Mais uma vez fico sem palavras para descrever tudo o que significou. Essa visita que fechou o ano e foi especialíssima foi preenchida mais do que nunca por um incondicional amor ao próximo. E também por muita dedicação na preparação, comprometimento com a organização e uma dose excessiva (e essencial) de carinho com cada um dos pacientes que com seus sorrisos e olhares tanto nos ensinaram. Sei que em muitos momentos os corações ficaram apertados e as lágrimas teimaram em correr, mas permanecemos fortes para que nossa missão fosse magicamente cumprida. E foi, se foi!

Parabéns a todos! Se tivesse mais pessoas Brincando pelo mundo.... o mundo seria um lugar melhor.

Agradecimentos especiais à Fabril que doou o lanche, à Renata da "Casa dos Sonhos" que doou os balões, também aos nossos "violeiros" Guilherme e Igor e, claro, à Diretoria da VOCE que está sempre ao nosso lado.

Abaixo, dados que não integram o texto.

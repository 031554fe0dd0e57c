//! Схема валидации формы заказа
//!
//! Правила полей:
//! - `fullName`: обязательное, обрезается по краям, длина 3..=20 символов
//! - `size`: обязательное, одно из S / M / L
//! - `toppings`: список строк без ограничений на элементы

use thiserror::Error;

use super::aggregate::{topping_position, OrderField, OrderFormValues, OrderRequest, PizzaSize};

pub const FULL_NAME_MIN_LEN: usize = 3;
pub const FULL_NAME_MAX_LEN: usize = 20;

/// Ошибка валидации; `Display` даёт текст, который показывается в UI
#[derive(Debug, Clone, PartialEq, Eq, Error)]
pub enum ValidationError {
    #[error("Full name is required")]
    FullNameRequired,
    #[error("full name must be at least 3 characters")]
    FullNameTooShort,
    #[error("full name must be at most 20 characters")]
    FullNameTooLong,
    #[error("Must select size")]
    SizeRequired,
    #[error("size must be S or M or L")]
    SizeIncorrect,
    #[error("unknown topping: {0}")]
    UnknownTopping(String),
}

fn validate_full_name(value: &str) -> Result<(), ValidationError> {
    // Length is counted in chars after trimming.
    let len = value.trim().chars().count();
    if len == 0 {
        return Err(ValidationError::FullNameRequired);
    }
    if len < FULL_NAME_MIN_LEN {
        return Err(ValidationError::FullNameTooShort);
    }
    if len > FULL_NAME_MAX_LEN {
        return Err(ValidationError::FullNameTooLong);
    }
    Ok(())
}

fn validate_size(value: &str) -> Result<PizzaSize, ValidationError> {
    if value.is_empty() {
        return Err(ValidationError::SizeRequired);
    }
    PizzaSize::from_code(value).ok_or(ValidationError::SizeIncorrect)
}

/// Проверка одного поля в изоляции от остальных
pub fn validate_field(field: OrderField, value: &str) -> Result<(), ValidationError> {
    match field {
        OrderField::FullName => validate_full_name(value),
        OrderField::Size => validate_size(value).map(|_| ()),
    }
}

/// Сообщение об ошибке поля или пустая строка, если поле валидно
pub fn field_message(field: OrderField, value: &str) -> String {
    match validate_field(field, value) {
        Ok(()) => String::new(),
        Err(e) => e.to_string(),
    }
}

/// Проверка каждого идентификатора топпинга по каталогу
pub fn validate_toppings(toppings: &[String]) -> Result<(), ValidationError> {
    match toppings.iter().find(|id| topping_position(id).is_none()) {
        Some(unknown) => Err(ValidationError::UnknownTopping(unknown.clone())),
        None => Ok(()),
    }
}

/// Валидация всей формы. При успехе возвращает готовое тело запроса.
///
/// Toppings are not part of validity, but an id outside the catalog is still
/// reported so a tampered payload never reaches the server.
pub fn validate(values: &OrderFormValues) -> Result<OrderRequest, Vec<ValidationError>> {
    let mut errors = Vec::new();

    if let Err(e) = validate_full_name(&values.full_name) {
        errors.push(e);
    }
    let size = match validate_size(&values.size) {
        Ok(size) => Some(size),
        Err(e) => {
            errors.push(e);
            None
        }
    };
    if let Err(e) = validate_toppings(&values.toppings) {
        errors.push(e);
    }

    match size {
        Some(size) if errors.is_empty() => Ok(OrderRequest {
            full_name: values.full_name.clone(),
            size,
            toppings: values.toppings.clone(),
        }),
        _ => Err(errors),
    }
}

/// Whole-form validity used to gate the submit control.
pub fn is_form_valid(values: &OrderFormValues) -> bool {
    validate_full_name(&values.full_name).is_ok() && validate_size(&values.size).is_ok()
}

#[cfg(test)]
mod tests {
    use super::*;

    fn values(full_name: &str, size: &str, toppings: &[&str]) -> OrderFormValues {
        OrderFormValues {
            full_name: full_name.to_string(),
            size: size.to_string(),
            toppings: toppings.iter().map(|t| t.to_string()).collect(),
        }
    }

    #[test]
    fn test_full_name_length_bounds() {
        for len in 0..=25 {
            let name = "a".repeat(len);
            let message = field_message(OrderField::FullName, &name);
            if (FULL_NAME_MIN_LEN..=FULL_NAME_MAX_LEN).contains(&len) {
                assert_eq!(message, "", "len {}", len);
            } else {
                assert!(!message.is_empty(), "len {}", len);
            }
        }
    }

    #[test]
    fn test_full_name_messages() {
        assert_eq!(
            field_message(OrderField::FullName, ""),
            "Full name is required"
        );
        assert_eq!(
            field_message(OrderField::FullName, "    "),
            "Full name is required"
        );
        assert_eq!(
            field_message(OrderField::FullName, "Al"),
            "full name must be at least 3 characters"
        );
        assert_eq!(
            field_message(OrderField::FullName, "Alexandra Maximiliana"),
            "full name must be at most 20 characters"
        );
    }

    #[test]
    fn test_full_name_is_trimmed_before_length_check() {
        assert_eq!(field_message(OrderField::FullName, "  Al  "), "full name must be at least 3 characters");
        assert_eq!(field_message(OrderField::FullName, "   Bob   "), "");
        let padded = format!("  {}  ", "x".repeat(20));
        assert_eq!(field_message(OrderField::FullName, &padded), "");
    }

    #[test]
    fn test_full_name_counts_chars_not_bytes() {
        assert_eq!(field_message(OrderField::FullName, "Жан"), "");
        assert_eq!(field_message(OrderField::FullName, &"ё".repeat(20)), "");
    }

    #[test]
    fn test_size_messages() {
        assert_eq!(field_message(OrderField::Size, ""), "Must select size");
        assert_eq!(field_message(OrderField::Size, "XL"), "size must be S or M or L");
        assert_eq!(field_message(OrderField::Size, "s"), "size must be S or M or L");
        for code in ["S", "M", "L"] {
            assert_eq!(field_message(OrderField::Size, code), "");
        }
    }

    #[test]
    fn test_form_validity_ignores_toppings() {
        assert!(is_form_valid(&values("Alice", "S", &[])));
        assert!(is_form_valid(&values("Alice", "S", &["1", "2", "3", "4", "5"])));
        assert!(!is_form_valid(&values("Al", "M", &["1"])));
        assert!(!is_form_valid(&values("Alice", "", &["1"])));
    }

    #[test]
    fn test_validate_builds_request() {
        let request = validate(&values("Alice Smith", "L", &["1", "3"])).unwrap();
        assert_eq!(request.full_name, "Alice Smith");
        assert_eq!(request.size, PizzaSize::L);
        assert_eq!(request.toppings, vec!["1", "3"]);
    }

    #[test]
    fn test_validate_collects_all_errors() {
        let errors = validate(&values("Al", "", &["9"])).unwrap_err();
        assert_eq!(
            errors,
            vec![
                ValidationError::FullNameTooShort,
                ValidationError::SizeRequired,
                ValidationError::UnknownTopping("9".to_string()),
            ]
        );
    }
}
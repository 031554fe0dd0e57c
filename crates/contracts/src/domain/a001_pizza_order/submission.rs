use thiserror::Error;

use super::aggregate::OrderReply;

pub const DEFAULT_SUCCESS_MESSAGE: &str = "Thank you for your order!";
pub const DEFAULT_FAILURE_MESSAGE: &str = "Something went wrong";

/// Результат последней попытки отправки заказа
#[derive(Debug, Clone, PartialEq, Eq, Default)]
pub enum SubmissionOutcome {
    #[default]
    None,
    Success(String),
    Failure(String),
}

impl SubmissionOutcome {
    pub fn is_success(&self) -> bool {
        matches!(self, SubmissionOutcome::Success(_))
    }

    pub fn success_message(&self) -> Option<&str> {
        match self {
            SubmissionOutcome::Success(m) => Some(m),
            _ => None,
        }
    }

    pub fn failure_message(&self) -> Option<&str> {
        match self {
            SubmissionOutcome::Failure(m) => Some(m),
            _ => None,
        }
    }

    pub fn from_result(result: Result<OrderReply, SubmissionError>) -> Self {
        match result {
            Ok(reply) => SubmissionOutcome::Success(
                non_empty(reply.message).unwrap_or_else(|| DEFAULT_SUCCESS_MESSAGE.to_string()),
            ),
            Err(e) => e.into(),
        }
    }
}

/// Ошибка отправки заказа
#[derive(Debug, Clone, PartialEq, Eq, Error)]
pub enum SubmissionError {
    #[error("failed to serialize order: {0}")]
    Serialize(String),
    #[error("failed to send order: {0}")]
    Network(String),
    #[error("order rejected with HTTP {status}")]
    Rejected {
        status: u16,
        message: Option<String>,
    },
}

impl From<SubmissionError> for SubmissionOutcome {
    fn from(e: SubmissionError) -> Self {
        let message = match e {
            SubmissionError::Rejected { message, .. } => non_empty(message),
            SubmissionError::Serialize(_) | SubmissionError::Network(_) => None,
        };
        SubmissionOutcome::Failure(message.unwrap_or_else(|| DEFAULT_FAILURE_MESSAGE.to_string()))
    }
}

/// Split a raw HTTP reply by status.
///
/// `ok` is the 2xx check; `body` may be empty or not JSON at all.
pub fn reply_result(ok: bool, status: u16, body: &str) -> Result<OrderReply, SubmissionError> {
    let message = parse_message(body);
    if ok {
        Ok(OrderReply { message })
    } else {
        Err(SubmissionError::Rejected { status, message })
    }
}

/// `message` из тела ответа, если тело является JSON-объектом с непустым полем
fn parse_message(body: &str) -> Option<String> {
    serde_json::from_str::<OrderReply>(body)
        .ok()
        .and_then(|reply| non_empty(reply.message))
}

fn non_empty(message: Option<String>) -> Option<String> {
    message.filter(|m| !m.is_empty())
}

#[cfg(test)]
mod tests {
    use super::*;

    fn outcome(ok: bool, status: u16, body: &str) -> SubmissionOutcome {
        SubmissionOutcome::from_result(reply_result(ok, status, body))
    }

    #[test]
    fn test_success_reply_with_message() {
        assert_eq!(
            outcome(true, 201, r#"{"message":"Order #42 placed"}"#),
            SubmissionOutcome::Success("Order #42 placed".to_string())
        );
    }

    #[test]
    fn test_success_reply_defaults() {
        for body in ["", "{}", "not json", r#"{"message":""}"#, r#"{"message":null}"#] {
            assert_eq!(
                outcome(true, 200, body),
                SubmissionOutcome::Success(DEFAULT_SUCCESS_MESSAGE.to_string()),
                "body {:?}",
                body
            );
        }
    }

    #[test]
    fn test_failure_reply() {
        assert_eq!(
            reply_result(false, 500, r#"{"message":"Out of dough"}"#),
            Err(SubmissionError::Rejected {
                status: 500,
                message: Some("Out of dough".to_string()),
            })
        );
        assert_eq!(
            outcome(false, 500, r#"{"message":"Out of dough"}"#),
            SubmissionOutcome::Failure("Out of dough".to_string())
        );
        assert_eq!(
            outcome(false, 502, "<html>502</html>"),
            SubmissionOutcome::Failure(DEFAULT_FAILURE_MESSAGE.to_string())
        );
    }

    #[test]
    fn test_errors_become_failures() {
        let rejected = SubmissionError::Rejected {
            status: 500,
            message: Some("Out of dough".to_string()),
        };
        assert_eq!(rejected.to_string(), "order rejected with HTTP 500");
        assert_eq!(
            SubmissionOutcome::from(rejected),
            SubmissionOutcome::Failure("Out of dough".to_string())
        );
        assert_eq!(
            SubmissionOutcome::from(SubmissionError::Network("connection refused".to_string())),
            SubmissionOutcome::Failure(DEFAULT_FAILURE_MESSAGE.to_string())
        );
    }

    #[test]
    fn test_from_result() {
        let ok = SubmissionOutcome::from_result(Ok(OrderReply { message: None }));
        assert_eq!(ok.success_message(), Some(DEFAULT_SUCCESS_MESSAGE));
        assert!(ok.is_success());
        let err = SubmissionOutcome::from_result(Err(SubmissionError::Rejected {
            status: 400,
            message: None,
        }));
        assert_eq!(err.failure_message(), Some(DEFAULT_FAILURE_MESSAGE));
    }
}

E como diz a música que cantamos incansavelmente tantas vezes:

"Nada a temer
Senão o correr da luta
Nada a fazer
Senão esquecer o medo"

Um semana de muita paz para todos!

Com carinho,

Michelle
Mimi :o)

Beck disse...

E-mail de Julio Talon em resposta para Michelle:

Michelle,

Entendo perfeitamente quando voce relata a dificuldade de descrever o que foi a visita do sábado passado.Acho que ainda não consegui avaliar a dimensão do que aconteceu lá no SOC. Foi uma lição de vida pura.

Muito obrigado a todos vocês trabalho maravilhoso e me darem a oportunidade de compartilhar com voces um daqueles dias que vão ficar eternizados na minha memória.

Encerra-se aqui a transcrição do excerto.